╭──

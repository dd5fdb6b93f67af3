//! The controller facade: owns velocity and state and runs one tick at a time.

use std::fmt;

use bevy::prelude::*;

use super::bounds::Bounds;
use super::config::ControllerConfig;
use super::contact::{ContactObserver, TickContacts};
use super::horizontal::resolve_horizontal;
use super::policy::{DEFAULT_GRAVITY, DEFAULT_SLOPE_VELOCITY, GravityPolicy, SlopeVelocityPolicy};
use super::probe::Probe;
use super::state::ActorState;
use super::vertical::resolve_vertical;
use crate::error::ControllerError;
use crate::query::{PlatformLookup, SceneQuery};

/// Intents for one tick, produced by whatever maps player input.
#[derive(Debug, Clone, Copy, Default, PartialEq)]
pub struct TickInput {
    /// Horizontal velocity the actor is steering toward.
    pub target_velocity_x: f32,
    pub jump_held: bool,
    pub crouch: bool,
    /// Drop through the one-way platform underfoot, starting next tick.
    pub drop_through: bool,
}

impl TickInput {
    pub fn toward(target_velocity_x: f32) -> Self {
        Self {
            target_velocity_x,
            ..default()
        }
    }
}

#[derive(Debug, Clone, Copy, Default, PartialEq)]
pub struct TickReport {
    pub contacts: TickContacts,
    /// Total translation applied this tick.
    pub displacement: Vec2,
    pub landed: bool,
    pub left_ground: bool,
}

/// Kinematic controller for one rectangular actor.
#[derive(Component)]
pub struct CharacterController2d {
    config: ControllerConfig,
    state: ActorState,
    gravity: Box<dyn GravityPolicy>,
    slope_velocity: Box<dyn SlopeVelocityPolicy>,
}

impl fmt::Debug for CharacterController2d {
    fn fmt(&self, f: &mut fmt::Formatter<'_>) -> fmt::Result {
        f.debug_struct("CharacterController2d")
            .field("config", &self.config)
            .field("state", &self.state)
            .finish_non_exhaustive()
    }
}

impl CharacterController2d {
    /// Validates `config` and spawns an airborne actor at `position`.
    pub fn new(config: ControllerConfig, position: Vec2) -> Result<Self, ControllerError> {
        config.validate()?;
        Ok(Self {
            config,
            state: ActorState::spawn(position),
            gravity: Box::new(DEFAULT_GRAVITY),
            slope_velocity: Box::new(DEFAULT_SLOPE_VELOCITY),
        })
    }

    pub fn with_gravity(mut self, gravity: impl GravityPolicy + 'static) -> Self {
        self.gravity = Box::new(gravity);
        self
    }

    pub fn with_slope_velocity(
        mut self,
        slope_velocity: impl SlopeVelocityPolicy + 'static,
    ) -> Self {
        self.slope_velocity = Box::new(slope_velocity);
        self
    }

    pub fn config(&self) -> &ControllerConfig {
        &self.config
    }

    /// Override the horizontal blend factor, e.g. on low-friction surfaces.
    /// Clamped to `[0, 1]`.
    pub fn set_acceleration(&mut self, acceleration: f32) {
        self.config.acceleration = if acceleration.is_nan() {
            0.0
        } else {
            acceleration.clamp(0.0, 1.0)
        };
    }

    pub fn state(&self) -> &ActorState {
        &self.state
    }

    pub fn state_mut(&mut self) -> &mut ActorState {
        &mut self.state
    }

    pub fn bounds(&self) -> Bounds {
        Bounds::compute(
            self.state.position,
            &self.config.extents(),
            self.state.crouching,
        )
    }

    /// Jump with the given launch velocity if a jump is left and the actor is standing.
    pub fn try_jump(&mut self, jump_velocity: f32) -> bool {
        if self.state.jumps_remaining == 0 || self.state.crouching {
            return false;
        }
        self.state.velocity.y = jump_velocity;
        self.state.grounded = false;
        self.state.jumps_remaining -= 1;
        debug!("Jump: jumps_remaining={}", self.state.jumps_remaining);
        true
    }

    /// Move the actor for one tick of `dt` seconds.
    ///
    /// Horizontal motion is resolved before vertical motion. The realized
    /// velocity is derived from what the resolvers actually applied. The
    /// observer receives the surface contact then the obstruction contact,
    /// or a single `None` when nothing was touched.
    pub fn step<Q, P, O>(
        &mut self,
        scene: &Q,
        platforms: &P,
        input: &TickInput,
        dt: f32,
        observer: &mut O,
    ) -> Result<TickReport, ControllerError>
    where
        Q: SceneQuery + ?Sized,
        P: PlatformLookup + ?Sized,
        O: ContactObserver + ?Sized,
    {
        if !(dt.is_finite() && dt > 0.0) {
            return Err(ControllerError::InvalidTimestep(dt));
        }

        let was_grounded = self.state.grounded;
        let drop_requested = input.drop_through && was_grounded;
        self.state.crouching = input.crouch;

        let velocity = self.state.velocity;
        let vx = if self.config.turn_while_jumping || self.state.grounded {
            velocity.x + (input.target_velocity_x - velocity.x) * self.config.acceleration
        } else {
            velocity.x * self.config.air_friction
        };
        let vy = velocity.y - self.gravity.acceleration(velocity.y, input.jump_held) * dt;
        let desired = Vec2::new(vx, vy) * dt;

        let probe = Probe {
            config: &self.config,
            scene,
            platforms,
            slope_velocity: self.slope_velocity.as_ref(),
        };
        let mut contacts = TickContacts::default();
        let horizontal = resolve_horizontal(
            &probe,
            &mut self.state,
            &mut contacts,
            Vec2::new(desired.x, 0.0),
        )?;
        let vertical = resolve_vertical(
            &probe,
            &mut self.state,
            &mut contacts,
            Vec2::new(0.0, desired.y),
        )?;

        self.state.velocity = Vec2::new(horizontal.x + vertical.delta.x, vertical.delta.y) / dt;

        if drop_requested {
            debug!("Drop-through armed at {:?}", self.state.position);
            self.state.ignore_platform = true;
        }

        let landed = !was_grounded && self.state.grounded;
        let left_ground = was_grounded && !self.state.grounded;
        if landed {
            debug!(
                "Landed at {:?}: jumps_remaining={}",
                self.state.position, self.state.jumps_remaining
            );
        }

        contacts.deliver(observer);
        Ok(TickReport {
            contacts,
            displacement: horizontal + vertical.displacement,
            landed,
            left_ground,
        })
    }
}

╰──

PROBLEM DETAILS —
So that nothing differs from the original, transcribe all of the records above.

TASK RESULT —
repository dd5fdb6b93f67af3
//! The controller facade: owns velocity and state and runs one tick at a time.

use std::fmt;

use bevy::prelude::*;

use super::bounds::Bounds;
use super::config::ControllerConfig;
use super::contact::{ContactObserver, TickContacts};
use super::horizontal::resolve_horizontal;
use super::policy::{DEFAULT_GRAVITY, DEFAULT_SLOPE_VELOCITY, GravityPolicy, SlopeVelocityPolicy};
use super::probe::Probe;
use super::state::ActorState;
use super::vertical::resolve_vertical;
use crate::error::ControllerError;
use crate::query::{PlatformLookup, SceneQuery};

/// Intents for one tick, produced by whatever maps player input.
#[derive(Debug, Clone, Copy, Default, PartialEq)]
pub struct TickInput {
    /// Horizontal velocity the actor is steering toward.
    pub target_velocity_x: f32,
    pub jump_held: bool,
    pub crouch: bool,
    /// Drop through the one-way platform underfoot, starting next tick.
    pub drop_through: bool,
}

impl TickInput {
    pub fn toward(target_velocity_x: f32) -> Self {
        Self {
            target_velocity_x,
            ..default()
        }
    }
}

#[derive(Debug, Clone, Copy, Default, PartialEq)]
pub struct TickReport {
    pub contacts: TickContacts,
    /// Total translation applied this tick.
    pub displacement: Vec2,
    pub landed: bool,
    pub left_ground: bool,
}

/// Kinematic controller for one rectangular actor.
#[derive(Component)]
pub struct CharacterController2d {
    config: ControllerConfig,
    state: ActorState,
    gravity: Box<dyn GravityPolicy>,
    slope_velocity: Box<dyn SlopeVelocityPolicy>,
}

impl fmt::Debug for CharacterController2d {
    fn fmt(&self, f: &mut fmt::Formatter<'_>) -> fmt::Result {
        f.debug_struct("CharacterController2d")
            .field("config", &self.config)
            .field("state", &self.state)
            .finish_non_exhaustive()
    }
}

impl CharacterController2d {
    /// Validates `config` and spawns an airborne actor at `position`.
    pub fn new(config: ControllerConfig, position: Vec2) -> Result<Self, ControllerError> {
        config.validate()?;
        Ok(Self {
            config,
            state: ActorState::spawn(position),
            gravity: Box::new(DEFAULT_GRAVITY),
            slope_velocity: Box::new(DEFAULT_SLOPE_VELOCITY),
        })
    }

    pub fn with_gravity(mut self, gravity: impl GravityPolicy + 'static) -> Self {
        self.gravity = Box::new(gravity);
        self
    }

    pub fn with_slope_velocity(
        mut self,
        slope_velocity: impl SlopeVelocityPolicy + 'static,
    ) -> Self {
        self.slope_velocity = Box::new(slope_velocity);
        self
    }

    pub fn config(&self) -> &ControllerConfig {
        &self.config
    }

    /// Override the horizontal blend factor, e.g. on low-friction surfaces.
    /// Clamped to `[0, 1]`.
    pub fn set_acceleration(&mut self, acceleration: f32) {
        self.config.acceleration = if acceleration.is_nan() {
            0.0
        } else {
            acceleration.clamp(0.0, 1.0)
        };
    }

    pub fn state(&self) -> &ActorState {
        &self.state
    }

    pub fn state_mut(&mut self) -> &mut ActorState {
        &mut self.state
    }

    pub fn bounds(&self) -> Bounds {
        Bounds::compute(
            self.state.position,
            &self.config.extents(),
            self.state.crouching,
        )
    }

    /// Jump with the given launch velocity if a jump is left and the actor is standing.
    pub fn try_jump(&mut self, jump_velocity: f32) -> bool {
        if self.state.jumps_remaining == 0 || self.state.crouching {
            return false;
        }
        self.state.velocity.y = jump_velocity;
        self.state.grounded = false;
        self.state.jumps_remaining -= 1;
        debug!("Jump: jumps_remaining={}", self.state.jumps_remaining);
        true
    }

    /// Move the actor for one tick of `dt` seconds.
    ///
    /// Horizontal motion is resolved before vertical motion. The realized
    /// velocity is derived from what the resolvers actually applied. The
    /// observer receives the surface contact then the obstruction contact,
    /// or a single `None` when nothing was touched.
    pub fn step<Q, P, O>(
        &mut self,
        scene: &Q,
        platforms: &P,
        input: &TickInput,
        dt: f32,
        observer: &mut O,
    ) -> Result<TickReport, ControllerError>
    where
        Q: SceneQuery + ?Sized,
        P: PlatformLookup + ?Sized,
        O: ContactObserver + ?Sized,
    {
        if !(dt.is_finite() && dt > 0.0) {
            return Err(ControllerError::InvalidTimestep(dt));
        }

        let was_grounded = self.state.grounded;
        let drop_requested = input.drop_through && was_grounded;
        self.state.crouching = input.crouch;

        let velocity = self.state.velocity;
        let vx = if self.config.turn_while_jumping || self.state.grounded {
            velocity.x + (input.target_velocity_x - velocity.x) * self.config.acceleration
        } else {
            velocity.x * self.config.air_friction
        };
        let vy = velocity.y - self.gravity.acceleration(velocity.y, input.jump_held) * dt;
        let desired = Vec2::new(vx, vy) * dt;

        let probe = Probe {
            config: &self.config,
            scene,
            platforms,
            slope_velocity: self.slope_velocity.as_ref(),
        };
        let mut contacts = TickContacts::default();
        let horizontal = resolve_horizontal(
            &probe,
            &mut self.state,
            &mut contacts,
            Vec2::new(desired.x, 0.0),
        )?;
        let vertical = resolve_vertical(
            &probe,
            &mut self.state,
            &mut contacts,
            Vec2::new(0.0, desired.y),
        )?;

        self.state.velocity = Vec2::new(horizontal.x + vertical.delta.x, vertical.delta.y) / dt;

        if drop_requested {
            debug!("Drop-through armed at {:?}", self.state.position);
            self.state.ignore_platform = true;
        }

        let landed = !was_grounded && self.state.grounded;
        let left_ground = was_grounded && !self.state.grounded;
        if landed {
            debug!(
                "Landed at {:?}: jumps_remaining={}",
                self.state.position, self.state.jumps_remaining
            );
        }

        contacts.deliver(observer);
        Ok(TickReport {
            contacts,
            displacement: horizontal + vertical.displacement,
            landed,
            left_ground,
        })
    }
}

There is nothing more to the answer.